Your reply must consist of the data below, reproduced character for character.
++++++
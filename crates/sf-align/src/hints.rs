//! Known lower bounds on per-file delays

use crate::{AlignError, AlignResult};
use serde::{Deserialize, Serialize};
use std::collections::BTreeMap;

/// File index → seconds the file is known to be delayed by, at least.
///
/// The aligner starts decoding each hinted file that far in, so long
/// recordings with a large known offset need not be read from the start.
#[derive(Debug, Clone, Default, PartialEq, Serialize, Deserialize)]
pub struct KnownDelayHints(BTreeMap<usize, f64>);

impl KnownDelayHints {
    pub fn new() -> Self {
        Self::default()
    }

    /// Parse a JSON object such as `{"1": 120}`
    pub fn from_json(json: &str) -> AlignResult<Self> {
        let raw: BTreeMap<String, f64> = serde_json::from_str(json)
            .map_err(|e| AlignError::InvalidHint(format!("{json}: {e}")))?;

        let mut hints = Self::new();
        for (key, seconds) in raw {
            let index = key.trim().parse::<usize>().map_err(|_| {
                AlignError::InvalidHint(format!("'{key}' is not a file index"))
            })?;
            hints.insert(index, seconds)?;
        }
        Ok(hints)
    }

    /// Builder pattern: add a hint
    pub fn with(mut self, index: usize, seconds: f64) -> AlignResult<Self> {
        self.insert(index, seconds)?;
        Ok(self)
    }

    /// Set the hint for file `index`
    pub fn insert(&mut self, index: usize, seconds: f64) -> AlignResult<()> {
        if !(seconds.is_finite() && seconds >= 0.0) {
            return Err(AlignError::InvalidHint(format!(
                "delay for file {index} must be a non-negative number of seconds, got {seconds}"
            )));
        }
        self.0.insert(index, seconds);
        Ok(())
    }

    /// Hints derived from a coarse pass: `max(0, trim - margin)` for every file
    pub fn refined(trims: impl IntoIterator<Item = f64>, margin: f64) -> Self {
        Self(
            trims
                .into_iter()
                .map(|trim| (trim - margin).max(0.0))
                .enumerate()
                .collect(),
        )
    }

    /// Check every index refers to one of `file_count` inputs
    pub fn validate(&self, file_count: usize) -> AlignResult<()> {
        match self.0.keys().find(|&&index| index >= file_count) {
            Some(index) => Err(AlignError::InvalidHint(format!(
                "file index {index} is out of range for {file_count} files"
            ))),
            None => Ok(()),
        }
    }

    /// Hint for file `index`, zero when unset
    pub fn get(&self, index: usize) -> f64 {
        self.0.get(&index).copied().unwrap_or(0.0)
    }

    pub fn contains(&self, index: usize) -> bool {
        self.0.contains_key(&index)
    }

    pub fn iter(&self) -> impl Iterator<Item = (usize, f64)> + '_ {
        self.0.iter().map(|(&index, &seconds)| (index, seconds))
    }

    pub fn len(&self) -> usize {
        self.0.len()
    }

    pub fn is_empty(&self) -> bool {
        self.0.is_empty()
    }
}
//! # sf-align
//!
//! Multi-file alignment: estimates every file's offset against the first
//! one and turns the offsets into a per-file edit list.
//!
//! ## Two passes
//!
//! ```text
//!  coarse: 3675 Hz, start = hint, length = 2 × max_misalignment
//!     │
//!     ▼  hint[i] = max(0, trim_pre[i] − 5 s), max_misalignment = 15 s
//!  fine:   target rate, start = hint, length = 30 s
//!     │
//!     ▼
//!  pad/trim normalization ─► EditList
//! ```
//!
//! ## Example
//!
//! ```rust,ignore
//! use sf_align::{AlignConfig, Aligner, KnownDelayHints};
//! use sf_media::FfmpegBackend;
//!
//! let aligner = Aligner::new(FfmpegBackend::new(), AlignConfig::default())?;
//! let edit_list = aligner.align(&["cam1.mp4", "cam2.mp4"], &KnownDelayHints::new())?;
//! println!("{}", edit_list.to_json_pretty()?);
//! ```

pub mod aligner;
pub mod cache;
pub mod config;
pub mod hints;
pub mod normalize;
pub mod report;

pub use aligner::{Aligner, Pass};
pub use cache::MediaInfoCache;
pub use config::AlignConfig;
pub use hints::KnownDelayHints;
pub use normalize::{normalize, recenter, AlignmentRecord};
pub use report::EditList;

use sf_core::MediaError;
use sf_fingerprint::FingerprintError;
use thiserror::Error;

/// Errors that abort an alignment run
#[derive(Error, Debug)]
pub enum AlignError {
    #[error("At least two media files are required, got {0}")]
    NotEnoughInputs(usize),

    #[error("Invalid known delay map: {0}")]
    InvalidHint(String),

    #[error(
        "Could not find a match between '{reference}' and '{file}'. Consider giving a \
         larger value to max_misalignment if the media are sure to capture the same event"
    )]
    NoMatch { reference: String, file: String },

    #[error("Invalid configuration: {0}")]
    ConfigError(String),

    #[error(transparent)]
    Fingerprint(FingerprintError),

    #[error(transparent)]
    Media(#[from] MediaError),

    #[error("IO error: {0}")]
    Io(#[from] std::io::Error),

    #[error("Serialization error: {0}")]
    Serialization(#[from] serde_json::Error),
}

impl From<FingerprintError> for AlignError {
    fn from(e: FingerprintError) -> Self {
        match e {
            FingerprintError::InvalidConfig(msg) => Self::ConfigError(msg),
            other => Self::Fingerprint(other),
        }
    }
}

pub type AlignResult<T> = std::result::Result<T, AlignError>;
++++++
● Response to the exercise:
filename crates/sf-align/src/hints.rs
//! Known lower bounds on per-file delays

use crate::{AlignError, AlignResult};
use serde::{Deserialize, Serialize};
use std::collections::BTreeMap;

/// File index → seconds the file is known to be delayed by, at least.
///
/// The aligner starts decoding each hinted file that far in, so long
/// recordings with a large known offset need not be read from the start.
#[derive(Debug, Clone, Default, PartialEq, Serialize, Deserialize)]
pub struct KnownDelayHints(BTreeMap<usize, f64>);

impl KnownDelayHints {
    pub fn new() -> Self {
        Self::default()
    }

    /// Parse a JSON object such as `{"1": 120}`
    pub fn from_json(json: &str) -> AlignResult<Self> {
        let raw: BTreeMap<String, f64> = serde_json::from_str(json)
            .map_err(|e| AlignError::InvalidHint(format!("{json}: {e}")))?;

        let mut hints = Self::new();
        for (key, seconds) in raw {
            let index = key.trim().parse::<usize>().map_err(|_| {
                AlignError::InvalidHint(format!("'{key}' is not a file index"))
            })?;
            hints.insert(index, seconds)?;
        }
        Ok(hints)
    }

    /// Builder pattern: add a hint
    pub fn with(mut self, index: usize, seconds: f64) -> AlignResult<Self> {
        self.insert(index, seconds)?;
        Ok(self)
    }

    /// Set the hint for file `index`
    pub fn insert(&mut self, index: usize, seconds: f64) -> AlignResult<()> {
        if !(seconds.is_finite() && seconds >= 0.0) {
            return Err(AlignError::InvalidHint(format!(
                "delay for file {index} must be a non-negative number of seconds, got {seconds}"
            )));
        }
        self.0.insert(index, seconds);
        Ok(())
    }

    /// Hints derived from a coarse pass: `max(0, trim - margin)` for every file
    pub fn refined(trims: impl IntoIterator<Item = f64>, margin: f64) -> Self {
        Self(
            trims
                .into_iter()
                .map(|trim| (trim - margin).max(0.0))
                .enumerate()
                .collect(),
        )
    }

    /// Check every index refers to one of `file_count` inputs
    pub fn validate(&self, file_count: usize) -> AlignResult<()> {
        match self.0.keys().find(|&&index| index >= file_count) {
            Some(index) => Err(AlignError::InvalidHint(format!(
                "file index {index} is out of range for {file_count} files"
            ))),
            None => Ok(()),
        }
    }

    /// Hint for file `index`, zero when unset
    pub fn get(&self, index: usize) -> f64 {
        self.0.get(&index).copied().unwrap_or(0.0)
    }

    pub fn contains(&self, index: usize) -> bool {
        self.0.contains_key(&index)
    }

    pub fn iter(&self) -> impl Iterator<Item = (usize, f64)> + '_ {
        self.0.iter().map(|(&index, &seconds)| (index, seconds))
    }

    pub fn len(&self) -> usize {
        self.0.len()
    }

    pub fn is_empty(&self) -> bool {
        self.0.is_empty()
    }
}
//! # sf-align
//!
//! Multi-file alignment: estimates every file's offset against the first
//! one and turns the offsets into a per-file edit list.
//!
//! ## Two passes
//!
//! ```text
//!  coarse: 3675 Hz, start = hint, length = 2 × max_misalignment
//!     │
//!     ▼  hint[i] = max(0, trim_pre[i] − 5 s), max_misalignment = 15 s
//!  fine:   target rate, start = hint, length = 30 s
//!     │
//!     ▼
//!  pad/trim normalization ─► EditList
//! ```
//!
//! ## Example
//!
//! ```rust,ignore
//! use sf_align::{AlignConfig, Aligner, KnownDelayHints};
//! use sf_media::FfmpegBackend;
//!
//! let aligner = Aligner::new(FfmpegBackend::new(), AlignConfig::default())?;
//! let edit_list = aligner.align(&["cam1.mp4", "cam2.mp4"], &KnownDelayHints::new())?;
//! println!("{}", edit_list.to_json_pretty()?);
//! ```

pub mod aligner;
pub mod cache;
pub mod config;
pub mod hints;
pub mod normalize;
pub mod report;

pub use aligner::{Aligner, Pass};
pub use cache::MediaInfoCache;
pub use config::AlignConfig;
pub use hints::KnownDelayHints;
pub use normalize::{normalize, recenter, AlignmentRecord};
pub use report::EditList;

use sf_core::MediaError;
use sf_fingerprint::FingerprintError;
use thiserror::Error;

/// Errors that abort an alignment run
#[derive(Error, Debug)]
pub enum AlignError {
    #[error("At least two media files are required, got {0}")]
    NotEnoughInputs(usize),

    #[error("Invalid known delay map: {0}")]
    InvalidHint(String),

    #[error(
        "Could not find a match between '{reference}' and '{file}'. Consider giving a \
         larger value to max_misalignment if the media are sure to capture the same event"
    )]
    NoMatch { reference: String, file: String },

    #[error("Invalid configuration: {0}")]
    ConfigError(String),

    #[error(transparent)]
    Fingerprint(FingerprintError),

    #[error(transparent)]
    Media(#[from] MediaError),

    #[error("IO error: {0}")]
    Io(#[from] std::io::Error),

    #[error("Serialization error: {0}")]
    Serialization(#[from] serde_json::Error),
}

impl From<FingerprintError> for AlignError {
    fn from(e: FingerprintError) -> Self {
        match e {
            FingerprintError::InvalidConfig(msg) => Self::ConfigError(msg),
            other => Self::Fingerprint(other),
        }
    }
}

pub type AlignResult<T> = std::result::Result<T, AlignError>;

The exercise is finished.